# Problem requirements:
All of the records below need to be copied exactly.

(Collected data entries)

=== Begin Enclosure ===

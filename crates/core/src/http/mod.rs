//! HTTP capability boundary.
//!
//! The client only ever issues plain GET requests and reads the body as
//! text. This module provides the `HttpFetcher` trait for that capability,
//! a `reqwest` backed implementation, and helpers for composing headers.

mod headers;
mod reqwest_fetcher;
mod user_agent;

pub use headers::{minimal_headers, request_headers, Headers};
pub use reqwest_fetcher::ReqwestFetcher;
pub use user_agent::{RotatingUserAgent, StaticUserAgent, UserAgentSource};

use std::time::Duration;

use async_trait::async_trait;
use thiserror::Error;

/// Errors raised by the transport itself, before any status is known.
#[derive(Debug, Clone, PartialEq, Error)]
pub enum TransportError {
    /// The request did not complete within its timeout.
    #[error("Request timed out")]
    Timeout,

    /// Could not connect to the remote host.
    #[error("Connection failed: {0}")]
    Connection(String),

    /// Any other transport failure (TLS, malformed URL, body read).
    #[error("Transport error: {0}")]
    Other(String),
}

/// A single GET request.
#[derive(Debug, Clone, PartialEq)]
pub struct HttpRequest {
    pub url: String,
    pub headers: Headers,
    pub timeout: Duration,
}

impl HttpRequest {
    pub fn get(url: impl Into<String>, headers: Headers, timeout: Duration) -> Self {
        Self {
            url: url.into(),
            headers,
            timeout,
        }
    }

    /// Look up a header value by case-insensitive name.
    pub fn header(&self, name: &str) -> Option<&str> {
        self.headers
            .iter()
            .find(|(n, _)| n.eq_ignore_ascii_case(name))
            .map(|(_, v)| v.as_str())
    }
}

/// A response with its body already read as text.
#[derive(Debug, Clone, PartialEq)]
pub struct HttpResponse {
    pub status: u16,
    pub body: String,
}

impl HttpResponse {
    /// Whether the status is 2xx.
    pub fn is_success(&self) -> bool {
        (200..300).contains(&self.status)
    }
}

/// Capability to perform an HTTP GET.
///
/// Non-success statuses are returned as a normal response; only failures
/// to obtain a response at all are errors.
#[async_trait]
pub trait HttpFetcher: Send + Sync {
    async fn get(&self, request: &HttpRequest) -> Result<HttpResponse, TransportError>;
}

#[cfg(test)]
mod tests {
    use super::*;

    #[test]
    fn test_response_success_range() {
        let ok = HttpResponse {
            status: 200,
            body: String::new(),
        };
        let no_content = HttpResponse {
            status: 204,
            body: String::new(),
        };
        let redirect = HttpResponse {
            status: 301,
            body: String::new(),
        };
        let forbidden = HttpResponse {
            status: 403,
            body: String::new(),
        };

        assert!(ok.is_success());
        assert!(no_content.is_success());
        assert!(!redirect.is_success());
        assert!(!forbidden.is_success());
    }

    #[test]
    fn test_request_header_lookup() {
        let request = HttpRequest::get(
            "https://example.com/",
            minimal_headers("agent/1.0"),
            Duration::from_secs(5),
        );

        assert_eq!(request.header("user-agent"), Some("agent/1.0"));
        assert_eq!(request.header("Referer"), None);
    }
}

=== End Enclosure ===

# Answer:
filename crates/core/src/http/mod.rs
//! HTTP capability boundary.
//!
//! The client only ever issues plain GET requests and reads the body as
//! text. This module provides the `HttpFetcher` trait for that capability,
//! a `reqwest` backed implementation, and helpers for composing headers.

mod headers;
mod reqwest_fetcher;
mod user_agent;

pub use headers::{minimal_headers, request_headers, Headers};
pub use reqwest_fetcher::ReqwestFetcher;
pub use user_agent::{RotatingUserAgent, StaticUserAgent, UserAgentSource};

use std::time::Duration;

use async_trait::async_trait;
use thiserror::Error;

/// Errors raised by the transport itself, before any status is known.
#[derive(Debug, Clone, PartialEq, Error)]
pub enum TransportError {
    /// The request did not complete within its timeout.
    #[error("Request timed out")]
    Timeout,

    /// Could not connect to the remote host.
    #[error("Connection failed: {0}")]
    Connection(String),

    /// Any other transport failure (TLS, malformed URL, body read).
    #[error("Transport error: {0}")]
    Other(String),
}

/// A single GET request.
#[derive(Debug, Clone, PartialEq)]
pub struct HttpRequest {
    pub url: String,
    pub headers: Headers,
    pub timeout: Duration,
}

impl HttpRequest {
    pub fn get(url: impl Into<String>, headers: Headers, timeout: Duration) -> Self {
        Self {
            url: url.into(),
            headers,
            timeout,
        }
    }

    /// Look up a header value by case-insensitive name.
    pub fn header(&self, name: &str) -> Option<&str> {
        self.headers
            .iter()
            .find(|(n, _)| n.eq_ignore_ascii_case(name))
            .map(|(_, v)| v.as_str())
    }
}

/// A response with its body already read as text.
#[derive(Debug, Clone, PartialEq)]
pub struct HttpResponse {
    pub status: u16,
    pub body: String,
}

impl HttpResponse {
    /// Whether the status is 2xx.
    pub fn is_success(&self) -> bool {
        (200..300).contains(&self.status)
    }
}

/// Capability to perform an HTTP GET.
///
/// Non-success statuses are returned as a normal response; only failures
/// to obtain a response at all are errors.
#[async_trait]
pub trait HttpFetcher: Send + Sync {
    async fn get(&self, request: &HttpRequest) -> Result<HttpResponse, TransportError>;
}

#[cfg(test)]
mod tests {
    use super::*;

    #[test]
    fn test_response_success_range() {
        let ok = HttpResponse {
            status: 200,
            body: String::new(),
        };
        let no_content = HttpResponse {
            status: 204,
            body: String::new(),
        };
        let redirect = HttpResponse {
            status: 301,
            body: String::new(),
        };
        let forbidden = HttpResponse {
            status: 403,
            body: String::new(),
        };

        assert!(ok.is_success());
        assert!(no_content.is_success());
        assert!(!redirect.is_success());
        assert!(!forbidden.is_success());
    }

    #[test]
    fn test_request_header_lookup() {
        let request = HttpRequest::get(
            "https://example.com/",
            minimal_headers("agent/1.0"),
            Duration::from_secs(5),
        );

        assert_eq!(request.header("user-agent"), Some("agent/1.0"));
        assert_eq!(request.header("Referer"), None);
    }
}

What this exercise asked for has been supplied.